Figures a and b are equivalent circuit diagrams of an induction motor, Figure 4 is a diagram explaining the principle of the present invention, Figure 5 is a block diagram showing an embodiment of the present invention, and Figures 6 and 7 are load currents in the present invention. FIG. 8a is a block diagram showing the essential parts of another embodiment of the present invention, and FIG. 8b is an explanatory diagram of the operation. 3,13...Frequency setter, 4,14...V/
F converter, 11, 31...inverter circuit.

Claims (1)

[Scope of Claims] 1. In a control device for driving an induction motor by a variable voltage variable frequency conversion device, a phase difference detector that obtains an output according to a value at which the power factor angle of the induction motor deviates from 45°. By providing the output of this phase difference detector to the variable voltage control system of the converter, when the power factor angle of the induction motor lags behind 45 degrees, the output voltage of the converter is reduced in accordance with this delay.
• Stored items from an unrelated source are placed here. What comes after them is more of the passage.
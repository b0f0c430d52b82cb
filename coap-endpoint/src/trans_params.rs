// Copyright 2019 Google LLC
//
// Licensed under the Apache License, Version 2.0 (the "License");
// you may not use this file except in compliance with the License.
// You may obtain a copy of the License at
//
//     https://www.apache.org/licenses/LICENSE-2.0
//
// Unless required by applicable law or agreed to in writing, software
// distributed under the License is distributed on an "AS IS" BASIS,
// WITHOUT WARRANTIES OR CONDITIONS OF ANY KIND, either express or implied.
// See the License for the specific language governing permissions and
// limitations under the License.
//

use rand::Rng;
use std::time::Duration;

/// Trait defining [CoAP transmission parameters][tp].
///
/// [tp]: https://tools.ietf.org/html/rfc7252#section-4.8
pub trait TransParams: Default + Copy + Sync + Send {
    /// The time to wait for an acknowledgement of a confirmable message.
    /// The inter-transmission time doubles for each retransmission.
    const ACK_TIMEOUT: Duration = Duration::from_secs(2);

    /// Timeout multiplier for anti-synchronization.
    const ACK_RANDOM_FACTOR: f32 = 1.5;

    /// The number of retransmissions of confirmable messages to non-multicast
    /// endpoints before the endpoint assumes no acknowledgement will be
    /// received.
    const MAX_RETRANSMIT: u32 = 4;

    /// From RFC7252:
    ///
    /// > `MAX_LATENCY` is the maximum time a datagram is expected to take
    /// > from the start of its transmission to the completion of its
    /// > reception.
    const MAX_LATENCY: Duration = Duration::from_secs(100);

    /// From RFC7252:
    ///
    /// > `PROCESSING_DELAY` is the time a node takes to turn around a
    /// > Confirmable message into an acknowledgement.  We assume the node
    /// > will attempt to send an ACK before having the sender time out, so as
    /// > a conservative assumption we set it equal to `ACK_TIMEOUT`.
    const PROCESSING_DELAY: Duration = Self::ACK_TIMEOUT;

    /// From RFC7252:
    ///
    /// > `MAX_TRANSMIT_SPAN` is the maximum time from the first transmission
    /// > of a Confirmable message to its last retransmission.  For the
    /// > default transmission parameters, the value is (2+4+8+16)*1.5 = 45
    /// > seconds, or more generally:
    /// >
    /// >> `ACK_TIMEOUT * ((2 ** MAX_RETRANSMIT) - 1) * ACK_RANDOM_FACTOR`
    const MAX_TRANSMIT_SPAN: Duration = Duration::from_millis(
        (Self::ACK_TIMEOUT.as_millis() as f32
            * ((1u64 << Self::MAX_RETRANSMIT) - 1) as f32
            * Self::ACK_RANDOM_FACTOR) as u64,
    );

    /// From RFC7252:
    ///
    /// > `MAX_TRANSMIT_WAIT` is the maximum time from the first transmission
    /// > of a Confirmable message to the time when the sender gives up on
    /// > receiving an acknowledgement or reset.  For the default
    /// > transmission parameters, the value is (2+4+8+16+32)*1.5 = 93
    /// > seconds, or more generally:
    /// >
    /// >> `ACK_TIMEOUT * ((2 ** (MAX_RETRANSMIT + 1)) - 1) * ACK_RANDOM_FACTOR`
    const MAX_TRANSMIT_WAIT: Duration = Duration::from_millis(
        (Self::ACK_TIMEOUT.as_millis() as f32
            * ((1u64 << (Self::MAX_RETRANSMIT + 1)) - 1) as f32
            * Self::ACK_RANDOM_FACTOR) as u64,
    );

    /// From RFC7252:
    ///
    /// > `MAX_RTT` is the maximum round-trip time, or:
    /// >
    /// >> `(2 * MAX_LATENCY) + PROCESSING_DELAY`
    ///
    /// Default value is 202 seconds.
    const MAX_RTT: Duration = Duration::from_millis(
        2 * Self::MAX_LATENCY.as_millis() as u64 + Self::PROCESSING_DELAY.as_millis() as u64,
    );

    /// From RFC7252:
    ///
    /// > `EXCHANGE_LIFETIME` is the time from starting to send a Confirmable
    /// > message to the time when an acknowledgement is no longer expected,
    /// > i.e., message-layer information about the message exchange can be
    /// > purged.
    ///
    /// `MAX_TRANSMIT_SPAN + MAX_RTT`, or 247 seconds with the default
    /// transmission parameters.
    const EXCHANGE_LIFETIME: Duration = Duration::from_millis(
        Self::MAX_TRANSMIT_SPAN.as_millis() as u64 + Self::MAX_RTT.as_millis() as u64,
    );

    /// From RFC7252:
    ///
    /// > `NON_LIFETIME` is the time from sending a Non-confirmable message to
    /// > the time its Message ID can be safely reused.
    ///
    /// `MAX_TRANSMIT_SPAN + MAX_LATENCY`, or 145 seconds with the default
    /// transmission parameters.
    const NON_LIFETIME: Duration = Duration::from_millis(
        Self::MAX_TRANSMIT_SPAN.as_millis() as u64 + Self::MAX_LATENCY.as_millis() as u64,
    );

    /// Time after which an endpoint that has not yet produced a response to
    /// an incoming confirmable request sends an empty acknowledgement, turning
    /// the eventual response into a separate one.
    const EMPTY_ACK_DELAY: Duration = Duration::from_millis(100);

    /// Time after which the requester assumes it won't receive any answer.
    /// It is not defined by IETF documents; `MAX_TRANSMIT_WAIT` is the
    /// conservative default.
    const REQUEST_TIMEOUT: Duration = Self::MAX_TRANSMIT_WAIT;

    /// See [`TransParams::ACK_TIMEOUT`].
    fn ack_timeout(&self) -> Duration {
        Self::ACK_TIMEOUT
    }

    /// See [`TransParams::MAX_RETRANSMIT`].
    fn max_retransmit(&self) -> u32 {
        Self::MAX_RETRANSMIT
    }

    /// See [`TransParams::MAX_TRANSMIT_WAIT`].
    fn max_transmit_wait(&self) -> Duration {
        Self::MAX_TRANSMIT_WAIT
    }

    /// See [`TransParams::EXCHANGE_LIFETIME`].
    fn exchange_lifetime(&self) -> Duration {
        Self::EXCHANGE_LIFETIME
    }

    /// See [`TransParams::NON_LIFETIME`].
    fn non_lifetime(&self) -> Duration {
        Self::NON_LIFETIME
    }

    /// See [`TransParams::EMPTY_ACK_DELAY`].
    fn empty_ack_delay(&self) -> Duration {
        Self::EMPTY_ACK_DELAY
    }

    /// Draws the timeout for the first retransmission of a confirmable
    /// message, uniformly distributed over
    /// `[ACK_TIMEOUT, ACK_TIMEOUT * ACK_RANDOM_FACTOR]`. The jitter keeps
    /// independent endpoints from synchronizing their retransmissions.
    fn initial_retransmit_duration(&self) -> Duration {
        const JDIV: u64 = 512u64;
        let rmod: u64 = (JDIV as f32 * (Self::ACK_RANDOM_FACTOR - 1.0)) as u64;
        let jmul = JDIV + rand::thread_rng().gen_range(0..=rmod);

        Duration::from_millis(Self::ACK_TIMEOUT.as_millis() as u64 * jmul / JDIV)
    }
}

/// Set of the standard transmission parameters as recommended by
/// [IETF-RFC7252 Section 4.8].
///
/// [IETF-RFC7252 Section 4.8]: https://tools.ietf.org/html/rfc7252#section-4.8
#[derive(Debug, Copy, Clone, Default, PartialEq, Eq, Hash)]
pub struct StandardCoapParams;

impl TransParams for StandardCoapParams {}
A control device for an induction motor, characterized in that the power factor is controlled so as to maintain the power factor angle at around 45°. 2. The induction according to claim 1, wherein the load current of the induction motor is detected by a level detector, and when the load current of the induction motor is above a certain value, power factor control is automatically stopped or weakened. Electric motor control device. 3 Output Vc of a logic circuit that detects a voltage phase angle of 45° based on the frequency reference device R output from the frequency setter, and the current output from the polarity detector based on the load current Lu detected by the current transformer. The phase VI and the phase signal Si of the electric valve corresponding to the voltage of the U phase are input to a phase difference detector to output an output VPH whose polarity changes at a load force flow angle of 45°, and this output is output limited. 3. A control device for an induction motor according to claim 1, wherein the voltage reference V _R is limited by inputting it into a circuit. 4 Input the phase voltage detected by the transformer into the polarity discriminator to obtain the voltage polarity output _VV , and input the load current detected by the current transformer into the polarity detector. The induction device according to claim 1 or 2, wherein the obtained current polarity output V _I is guided to a phase difference detector, and a voltage equivalent to 45° is subtracted from the output V PH and input to the output limiting circuit. Electric motor control device.